5.4 KiB
The air was thin as glass. Cold enough to make breath brittle. Cold enough to hide the stink of death, but not the shape of it.
Snow blanketed the slope like a burial shroud, concealing shattered bodies beneath folds of white. Helmets jutted from the drifts like broken bells, spears like skeletal limbs. One had impaled a twisted standard—the Legion’s crescent rising from crimson silk, stiff with ice.
Legate Marcas stood at the perimeter, his boots half-buried, arms folded beneath his dark cloak. His breath misted and vanished. Around him, the surviving scouts moved like ghosts, digging slowly, methodically, in silence.
One turned. A lean man in a scale vest, his face dusted with frost.
“Fifteen confirmed, sir. At least ten more unaccounted for—likely under the ice.”
Marcas nodded once.
“Any survivors?”
The scout hesitated. “Just one.”
Marcas’s gaze flicked toward a shape being dragged from a cedar’s twisted shadow. Two soldiers carried the man between them like a ruined banner. He groaned, barely conscious, legs dangling—one clearly shattered, the other twisted at the thigh.
They laid him in the snow, propped on a folded cloak.
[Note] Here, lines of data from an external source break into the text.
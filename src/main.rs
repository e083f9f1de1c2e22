use std::path::PathBuf;

use anyhow::Context;
use clap::{Args, Parser, Subcommand};
use tracing_subscriber::{layer::SubscriberExt, util::SubscriberInitExt};

mod attendance;
mod calendar;
mod config;
mod dates;
mod duties;
mod error;
mod models;
mod reconcile;
mod report;
mod roster;
mod sheet;
mod state;
mod stats;
mod sync;

use calendar::MonthRange;
use config::Config;
use error::NurseryError;
use models::{Mark, Member, MemberType};
use roster::MemberPatch;
use state::WorkingCopy;
use sync::{AppsScriptClient, SheetExportClient};

#[derive(Parser)]
#[command(name = "nursery-attendance")]
#[command(about = "Nursery roster and weekly attendance synced to the ministry spreadsheet", long_about = None)]
struct Cli {
    /// Working copy file (defaults to NURSERY_STATE)
    #[arg(long, global = true)]
    state: Option<PathBuf>,
    /// Year birthdays are computed for (defaults to NURSERY_YEAR). Week
    /// dates always come from the 2026 Sunday table, so any other year
    /// leaves the birthday row empty.
    #[arg(long, global = true)]
    year: Option<i32>,
    #[command(subcommand)]
    command: Commands,
}

#[derive(Args)]
struct MemberForm {
    #[arg(long)]
    name: Option<String>,
    /// 학생 or 선생님
    #[arg(long = "type", value_parser = parse_member_type)]
    member_type: Option<MemberType>,
    #[arg(long)]
    group: Option<String>,
    #[arg(long)]
    age: Option<String>,
    #[arg(long)]
    position: Option<String>,
    #[arg(long)]
    prayer: Option<String>,
    /// YYYY-MM-DD, or an empty string to clear
    #[arg(long)]
    birth_date: Option<String>,
    #[arg(long)]
    reg_date: Option<String>,
    #[arg(long)]
    leave_date: Option<String>,
    #[arg(long)]
    photo_url: Option<String>,
}

#[derive(Subcommand)]
enum Commands {
    /// Add a student or teacher and push the roster
    AddMember {
        #[command(flatten)]
        form: MemberForm,
    },
    /// Edit a member and push the roster
    EditMember {
        /// Member id or unique name
        #[arg(long)]
        member: String,
        #[command(flatten)]
        form: MemberForm,
    },
    /// Delete a member permanently and push the roster
    DeleteMember {
        #[arg(long)]
        member: String,
        #[arg(long)]
        yes: bool,
    },
    /// List the roster in sheet order
    Members,
    /// Flip one attendance cell between O and X
    Toggle {
        #[arg(long)]
        member: String,
        #[arg(long)]
        week: String,
    },
    /// Set one attendance cell
    Mark {
        #[arg(long)]
        member: String,
        #[arg(long)]
        week: String,
        /// O or X
        #[arg(long, value_parser = parse_mark)]
        value: Mark,
    },
    /// Fill every cell of a week, or clear it when everyone is already present
    BulkSelect {
        #[arg(long)]
        week: String,
    },
    /// Lock a week and save
    Lock {
        #[arg(long)]
        week: String,
    },
    /// Unlock a week and save
    Unlock {
        #[arg(long)]
        week: String,
        #[arg(long)]
        yes: bool,
    },
    /// Reconcile the working copy and push the attendance sheet
    Save,
    /// Replace the working copy with the remote roster and attendance
    Pull,
    /// Show duty schedules for a week or month range
    Duties {
        /// e.g. 3-4 (defaults to the current range)
        #[arg(long)]
        range: Option<String>,
    },
    /// Generate a markdown report for a month range
    Report {
        #[arg(long)]
        range: Option<String>,
        #[arg(long, default_value = "attendance-report.md")]
        out: PathBuf,
        /// Include duty schedules fetched from the sheet
        #[arg(long)]
        with_duties: bool,
    },
}

fn parse_member_type(raw: &str) -> Result<MemberType, String> {
    MemberType::parse(raw).ok_or_else(|| format!("unknown member type {raw:?}"))
}

fn parse_mark(raw: &str) -> Result<Mark, String> {
    Mark::from_cell(raw).ok_or_else(|| format!("expected O or X, got {raw:?}"))
}

fn parse_date_field(raw: Option<String>, field: &str) -> Result<Option<Option<chrono::NaiveDate>>, NurseryError> {
    match raw {
        None => Ok(None),
        Some(value) if value.trim().is_empty() => Ok(Some(None)),
        Some(value) => dates::parse_date(&value)
            .map(|date| Some(Some(date)))
            .ok_or_else(|| NurseryError::Validation(format!("{field} is not a date: {value}"))),
    }
}

impl MemberForm {
    fn into_patch(self) -> Result<MemberPatch, NurseryError> {
        Ok(MemberPatch {
            birth_date: parse_date_field(self.birth_date, "birth date")?,
            reg_date: parse_date_field(self.reg_date, "registration date")?,
            leave_date: parse_date_field(self.leave_date, "leave date")?,
            name: self.name,
            member_type: self.member_type,
            age: self.age,
            position: self.position,
            group: self.group,
            prayer: self.prayer,
            photo_url: self.photo_url,
        })
    }
}

fn range_or_default(raw: Option<&str>, today: chrono::NaiveDate) -> anyhow::Result<MonthRange> {
    match raw {
        Some(value) => MonthRange::parse(value)
            .with_context(|| format!("{value:?} is not one of 1-2, 3-4, 5-6, 7-8, 9-10, 11-12")),
        None => Ok(MonthRange::default_for(today)),
    }
}

/// Pushes the working copy. Local state is already stored, so a failure
/// here leaves the edit in place for a manual retry.
async fn push(config: &Config, copy: &WorkingCopy, members_too: bool) -> anyhow::Result<()> {
    let client = AppsScriptClient::from_config(config)?;
    let result = async {
        if members_too {
            client.save_members(&copy.members, &copy.skipped_members).await?;
        }
        client.save_attendance(&copy.attendance).await
    }
    .await;

    result.context("saved locally, but the remote save failed; run `save` to retry")
}

#[tokio::main]
async fn main() -> anyhow::Result<()> {
    dotenvy::dotenv().ok();

    tracing_subscriber::registry()
        .with(
            tracing_subscriber::EnvFilter::try_from_default_env()
                .unwrap_or_else(|_| "nursery_attendance=info".into()),
        )
        .with(tracing_subscriber::fmt::layer().with_writer(std::io::stderr))
        .init();

    let cli = Cli::parse();
    let config = Config::from_env()?;
    let state_path = cli.state.clone().unwrap_or_else(|| config.state_path.clone());
    let year = cli.year.unwrap_or(config.year);
    if !calendar::covers_year(year) {
        tracing::warn!(
            year,
            table_year = calendar::REFERENCE_YEAR,
            "week dates come from the Sunday table; birthdays in another year match no week"
        );
    }
    let today = chrono::Local::now().date_naive();

    let mut copy = WorkingCopy::load(&state_path)?;

    match cli.command {
        Commands::AddMember { form } => {
            let mut member = Member::default();
            form.into_patch()?.apply(&mut member);
            let mut roster = copy.roster();
            let created = roster.create(member, today)?.clone();
            copy.apply(roster, copy.book(), year);
            copy.store(&state_path)?;
            println!("Added {} ({}, {}).", created.name, created.member_type.as_str(), created.id);
            push(&config, &copy, true).await?;
        }
        Commands::EditMember { member, form } => {
            let patch = form.into_patch()?;
            let mut roster = copy.roster();
            let id = roster.find(&member)?.id.clone();
            let updated = roster.update(&id, &patch)?.clone();
            copy.apply(roster, copy.book(), year);
            copy.store(&state_path)?;
            println!("Updated {}.", updated.name);
            push(&config, &copy, true).await?;
        }
        Commands::DeleteMember { member, yes } => {
            if !yes {
                anyhow::bail!("deleting is permanent; pass --yes to confirm");
            }
            let mut roster = copy.roster();
            let id = roster.find(&member)?.id.clone();
            let removed = roster.delete(&id)?;
            copy.apply(roster, copy.book(), year);
            copy.store(&state_path)?;
            println!("Deleted {}.", removed.name);
            push(&config, &copy, true).await?;
        }
        Commands::Members => {
            let roster = copy.roster();
            if roster.members().is_empty() {
                println!("Roster is empty.");
                return Ok(());
            }
            println!(
                "실 인원: 학생 {}명, 교사 {}명",
                roster.active_count(MemberType::Student, today),
                roster.active_count(MemberType::Teacher, today)
            );
            for member in roster::canonical_order(roster.members()) {
                let linked = match member.member_type {
                    MemberType::Student => &member.teacher,
                    MemberType::Teacher => &member.assigned_students,
                };
                println!(
                    "- [{}] {} {} ({}) {} {}",
                    member.member_type.as_str(),
                    member.group,
                    member.name,
                    member.id,
                    linked,
                    roster::inactive_label(member, today)
                );
            }
        }
        Commands::Toggle { member, week } => {
            let roster = copy.roster();
            let target = roster.find(&member)?;
            let mut book = copy.book();
            let mark = book.toggle(target, &week)?;
            println!("{} {} -> {}", target.name, week, mark.as_str());
            copy.stage(book);
            copy.store(&state_path)?;
        }
        Commands::Mark { member, week, value } => {
            let roster = copy.roster();
            let target = roster.find(&member)?;
            let mut book = copy.book();
            book.set_mark(target, &week, value)?;
            println!("{} {} -> {}", target.name, week, value.as_str());
            copy.stage(book);
            copy.store(&state_path)?;
        }
        Commands::BulkSelect { week } => {
            let mut book = copy.book();
            let mark = book.bulk_select(&copy.members, &week)?;
            println!("{week}: every member set to {}", mark.as_str());
            copy.stage(book);
            copy.store(&state_path)?;
        }
        Commands::Lock { week } => {
            let mut book = copy.book();
            book.lock_week(&week)?;
            copy.apply(copy.roster(), book, year);
            copy.store(&state_path)?;
            println!("{week} locked.");
            push(&config, &copy, false).await?;
        }
        Commands::Unlock { week, yes } => {
            let mut book = copy.book();
            book.unlock_week(&week, yes)?;
            copy.apply(copy.roster(), book, year);
            copy.store(&state_path)?;
            println!("{week} unlocked.");
            push(&config, &copy, false).await?;
        }
        Commands::Save => {
            let sheet = copy.apply(copy.roster(), copy.book(), year);
            copy.store(&state_path)?;
            push(&config, &copy, false).await?;
            println!(
                "Saved {} members across {} weeks.",
                sheet.member_rows().count(),
                sheet.headers.len() - reconcile::IDENTITY_HEADERS.len()
            );
        }
        Commands::Pull => {
            let client = AppsScriptClient::from_config(&config)?;
            let remote = client.list().await?;
            let mut roster = roster::Roster::new(remote.members);
            let assigned = roster.assign_missing_ids();
            copy.members = roster.into_members();
            copy.skipped_members = remote.skipped_members;
            copy.attendance = remote.attendance;
            copy.store(&state_path)?;
            println!(
                "Pulled {} members and {} attendance rows.",
                copy.members.len(),
                copy.attendance.records.len()
            );
            if !copy.skipped_members.is_empty() {
                println!(
                    "Set aside {} member rows with an unknown type; they are saved back unchanged.",
                    copy.skipped_members.len()
                );
            }
            if assigned > 0 {
                client
                    .save_members(&copy.members, &copy.skipped_members)
                    .await
                    .context("failed to store newly assigned member ids")?;
                println!("Assigned ids to {assigned} members.");
            }
        }
        Commands::Duties { range } => {
            let range = range_or_default(range.as_deref(), today)?;
            let duties = SheetExportClient::new().fetch_duties(&config).await?;
            for month in range.months() {
                for verse in duties.verses_for_month(month) {
                    println!("{month}월 암송말씀: {verse}");
                }
            }
            for week in range.weeks() {
                let assigned = duties.for_week(&week.label);
                println!(
                    "{} {}: 기도 {}, 헌금 {}, 청소 {}",
                    week.label,
                    week.display_date(),
                    assigned.prayer.unwrap_or("-"),
                    assigned.offering.unwrap_or("-"),
                    assigned.cleaning.join(", ")
                );
            }
        }
        Commands::Report {
            range,
            out,
            with_duties,
        } => {
            let range = range_or_default(range.as_deref(), today)?;
            let sheet = reconcile::reconcile(&copy.members, &copy.book().into_rows(), year);
            let duties = if with_duties {
                Some(SheetExportClient::new().fetch_duties(&config).await?)
            } else {
                None
            };
            let report = report::build_report(range, &copy.members, &sheet, duties.as_ref(), today);
            std::fs::write(&out, report)?;
            println!("Report written to {}.", out.display());
        }
    }

    Ok(())
}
His mouth moved before his eyes opened.
“Speak,” Marcas said, kneeling beside him.
The soldier stared at the sky. His pupils were pinpricks. Dried blood flaked from his nostrils, frozen at the corners of his mouth.
“They were ahead,” the man whispered. “Too far to see. We chased by sound… footprints… and then…” His breath hitched. “The slope broke. Snow came down like a wall. Not just snow—stone. The air screamed.”
Marcas studied him, expression flat. “Did they attack you?”
“No. No blades.” The man’s fingers clawed at the ice. “The mountain turned on us. It bled. Like it was angry.”
Behind them, a cry rang out. A soldier had uncovered a pale hand, curled in the snow, the fingers black with frostbite.
Then came the sound of hooves. Not steady. Limping. Wet.
The scout turned, hand going to his sidearm. But he froze.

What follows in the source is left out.